**Aim of the exercise:**
In the records below, find each line with "exists" and copy it.

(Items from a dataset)
::::::
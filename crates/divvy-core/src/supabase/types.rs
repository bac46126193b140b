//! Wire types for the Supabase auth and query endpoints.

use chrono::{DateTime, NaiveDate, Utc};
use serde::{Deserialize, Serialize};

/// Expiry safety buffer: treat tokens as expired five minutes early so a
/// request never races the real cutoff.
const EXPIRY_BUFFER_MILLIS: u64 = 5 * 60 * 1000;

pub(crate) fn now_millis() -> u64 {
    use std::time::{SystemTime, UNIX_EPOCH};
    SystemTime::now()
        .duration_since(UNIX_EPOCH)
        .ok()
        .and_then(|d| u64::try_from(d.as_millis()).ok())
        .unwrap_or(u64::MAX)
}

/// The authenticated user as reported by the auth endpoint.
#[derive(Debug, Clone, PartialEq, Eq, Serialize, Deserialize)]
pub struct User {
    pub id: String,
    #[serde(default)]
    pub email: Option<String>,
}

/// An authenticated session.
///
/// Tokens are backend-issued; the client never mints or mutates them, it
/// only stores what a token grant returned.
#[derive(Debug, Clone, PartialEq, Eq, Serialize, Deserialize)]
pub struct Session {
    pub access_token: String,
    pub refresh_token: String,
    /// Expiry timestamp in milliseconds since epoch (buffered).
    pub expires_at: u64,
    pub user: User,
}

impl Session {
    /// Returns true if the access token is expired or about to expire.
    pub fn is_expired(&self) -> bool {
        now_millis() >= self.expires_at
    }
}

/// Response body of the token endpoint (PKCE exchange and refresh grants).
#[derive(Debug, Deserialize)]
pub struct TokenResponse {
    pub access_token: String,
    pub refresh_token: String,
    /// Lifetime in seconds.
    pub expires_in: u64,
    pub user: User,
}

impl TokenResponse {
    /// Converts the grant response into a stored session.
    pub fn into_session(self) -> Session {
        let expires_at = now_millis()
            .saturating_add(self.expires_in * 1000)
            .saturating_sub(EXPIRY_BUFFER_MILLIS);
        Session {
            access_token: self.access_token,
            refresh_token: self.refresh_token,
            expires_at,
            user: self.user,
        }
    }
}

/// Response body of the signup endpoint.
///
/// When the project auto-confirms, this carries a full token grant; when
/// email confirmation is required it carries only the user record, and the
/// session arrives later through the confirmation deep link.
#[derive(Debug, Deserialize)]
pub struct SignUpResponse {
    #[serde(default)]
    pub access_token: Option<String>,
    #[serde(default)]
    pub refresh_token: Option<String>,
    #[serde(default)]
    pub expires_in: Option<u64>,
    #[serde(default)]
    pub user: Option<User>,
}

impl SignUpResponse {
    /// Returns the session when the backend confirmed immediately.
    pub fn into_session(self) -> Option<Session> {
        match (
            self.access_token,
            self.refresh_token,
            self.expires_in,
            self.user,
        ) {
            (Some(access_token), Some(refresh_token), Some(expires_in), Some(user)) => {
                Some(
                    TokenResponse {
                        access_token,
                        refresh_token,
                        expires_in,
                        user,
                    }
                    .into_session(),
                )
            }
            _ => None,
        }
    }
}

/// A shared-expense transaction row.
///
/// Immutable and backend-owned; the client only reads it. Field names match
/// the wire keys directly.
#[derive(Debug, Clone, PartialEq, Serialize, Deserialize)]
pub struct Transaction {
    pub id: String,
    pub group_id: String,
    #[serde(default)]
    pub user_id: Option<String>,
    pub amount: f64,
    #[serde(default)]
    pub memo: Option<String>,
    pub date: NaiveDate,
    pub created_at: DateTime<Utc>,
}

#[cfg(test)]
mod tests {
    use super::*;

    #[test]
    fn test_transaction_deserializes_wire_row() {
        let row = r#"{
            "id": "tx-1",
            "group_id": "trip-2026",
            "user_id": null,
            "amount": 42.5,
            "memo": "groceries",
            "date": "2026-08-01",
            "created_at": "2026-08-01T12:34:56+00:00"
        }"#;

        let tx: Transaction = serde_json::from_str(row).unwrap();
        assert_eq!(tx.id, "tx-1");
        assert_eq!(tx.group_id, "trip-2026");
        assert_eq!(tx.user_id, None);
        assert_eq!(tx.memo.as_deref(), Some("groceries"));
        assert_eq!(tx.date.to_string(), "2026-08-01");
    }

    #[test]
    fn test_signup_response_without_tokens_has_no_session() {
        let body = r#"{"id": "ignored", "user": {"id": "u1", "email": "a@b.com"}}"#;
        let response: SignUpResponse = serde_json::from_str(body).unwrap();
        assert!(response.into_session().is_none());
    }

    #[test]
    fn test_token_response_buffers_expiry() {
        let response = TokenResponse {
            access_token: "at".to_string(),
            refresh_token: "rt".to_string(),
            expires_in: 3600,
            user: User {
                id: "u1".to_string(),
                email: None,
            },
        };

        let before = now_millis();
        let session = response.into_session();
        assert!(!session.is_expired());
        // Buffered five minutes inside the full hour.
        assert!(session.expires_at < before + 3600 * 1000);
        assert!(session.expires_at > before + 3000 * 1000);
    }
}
::::::
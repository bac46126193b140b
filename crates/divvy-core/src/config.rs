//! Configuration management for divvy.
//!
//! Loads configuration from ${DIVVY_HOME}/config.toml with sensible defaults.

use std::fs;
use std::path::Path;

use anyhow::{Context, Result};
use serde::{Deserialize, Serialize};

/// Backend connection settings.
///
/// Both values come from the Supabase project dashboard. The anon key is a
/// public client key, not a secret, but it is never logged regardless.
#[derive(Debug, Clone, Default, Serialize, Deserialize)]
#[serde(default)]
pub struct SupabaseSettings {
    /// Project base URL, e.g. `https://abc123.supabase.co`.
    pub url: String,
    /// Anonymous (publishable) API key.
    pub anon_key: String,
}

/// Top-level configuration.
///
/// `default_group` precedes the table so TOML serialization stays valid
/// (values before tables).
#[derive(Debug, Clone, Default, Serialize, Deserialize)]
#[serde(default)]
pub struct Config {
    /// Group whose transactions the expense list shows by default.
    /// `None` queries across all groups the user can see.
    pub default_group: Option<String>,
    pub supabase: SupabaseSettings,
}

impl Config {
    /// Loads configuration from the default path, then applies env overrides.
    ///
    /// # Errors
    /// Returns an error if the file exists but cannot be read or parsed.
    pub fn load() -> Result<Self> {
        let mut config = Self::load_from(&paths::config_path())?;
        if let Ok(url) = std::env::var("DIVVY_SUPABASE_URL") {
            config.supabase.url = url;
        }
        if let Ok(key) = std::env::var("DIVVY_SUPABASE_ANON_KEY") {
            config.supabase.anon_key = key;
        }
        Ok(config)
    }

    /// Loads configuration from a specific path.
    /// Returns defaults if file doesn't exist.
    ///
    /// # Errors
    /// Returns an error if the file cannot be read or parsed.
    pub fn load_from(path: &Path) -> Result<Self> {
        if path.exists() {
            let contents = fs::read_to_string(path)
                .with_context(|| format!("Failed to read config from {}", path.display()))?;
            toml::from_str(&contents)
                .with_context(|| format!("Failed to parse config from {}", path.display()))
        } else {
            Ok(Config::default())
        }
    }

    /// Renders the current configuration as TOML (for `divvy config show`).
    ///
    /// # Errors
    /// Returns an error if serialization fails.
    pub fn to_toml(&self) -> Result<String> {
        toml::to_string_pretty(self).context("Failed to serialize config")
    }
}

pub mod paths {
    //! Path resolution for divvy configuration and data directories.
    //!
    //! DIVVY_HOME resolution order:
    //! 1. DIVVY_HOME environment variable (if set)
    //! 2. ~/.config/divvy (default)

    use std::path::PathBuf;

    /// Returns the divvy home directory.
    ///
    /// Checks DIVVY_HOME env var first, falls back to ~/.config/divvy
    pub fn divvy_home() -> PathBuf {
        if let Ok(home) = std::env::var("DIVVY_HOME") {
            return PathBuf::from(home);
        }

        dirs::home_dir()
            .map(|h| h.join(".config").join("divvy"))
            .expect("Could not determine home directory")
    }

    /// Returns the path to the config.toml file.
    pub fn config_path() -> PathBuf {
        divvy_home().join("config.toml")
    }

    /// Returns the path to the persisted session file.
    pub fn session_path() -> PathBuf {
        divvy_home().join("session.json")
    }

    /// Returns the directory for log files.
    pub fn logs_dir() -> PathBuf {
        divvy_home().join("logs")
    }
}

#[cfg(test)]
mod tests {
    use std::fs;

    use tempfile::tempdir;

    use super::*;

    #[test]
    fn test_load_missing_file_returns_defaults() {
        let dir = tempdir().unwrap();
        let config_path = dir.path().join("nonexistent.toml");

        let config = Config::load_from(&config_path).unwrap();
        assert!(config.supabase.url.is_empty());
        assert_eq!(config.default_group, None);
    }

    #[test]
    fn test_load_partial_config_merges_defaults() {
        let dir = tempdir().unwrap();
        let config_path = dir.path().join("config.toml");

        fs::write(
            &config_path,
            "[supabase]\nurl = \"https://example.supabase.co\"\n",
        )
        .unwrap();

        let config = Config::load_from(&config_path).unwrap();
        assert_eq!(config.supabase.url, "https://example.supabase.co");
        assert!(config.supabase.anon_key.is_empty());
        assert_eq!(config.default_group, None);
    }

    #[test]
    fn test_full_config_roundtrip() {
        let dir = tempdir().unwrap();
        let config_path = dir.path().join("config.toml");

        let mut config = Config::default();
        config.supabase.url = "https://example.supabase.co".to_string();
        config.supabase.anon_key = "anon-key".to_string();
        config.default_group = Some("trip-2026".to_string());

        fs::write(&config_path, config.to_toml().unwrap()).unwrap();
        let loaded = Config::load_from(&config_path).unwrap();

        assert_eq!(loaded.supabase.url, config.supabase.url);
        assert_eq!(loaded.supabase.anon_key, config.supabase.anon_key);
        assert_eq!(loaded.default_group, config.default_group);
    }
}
::::::
**Solution for this exercise:**
    /// Returns an error if the file exists but cannot be read or parsed.
        if path.exists() {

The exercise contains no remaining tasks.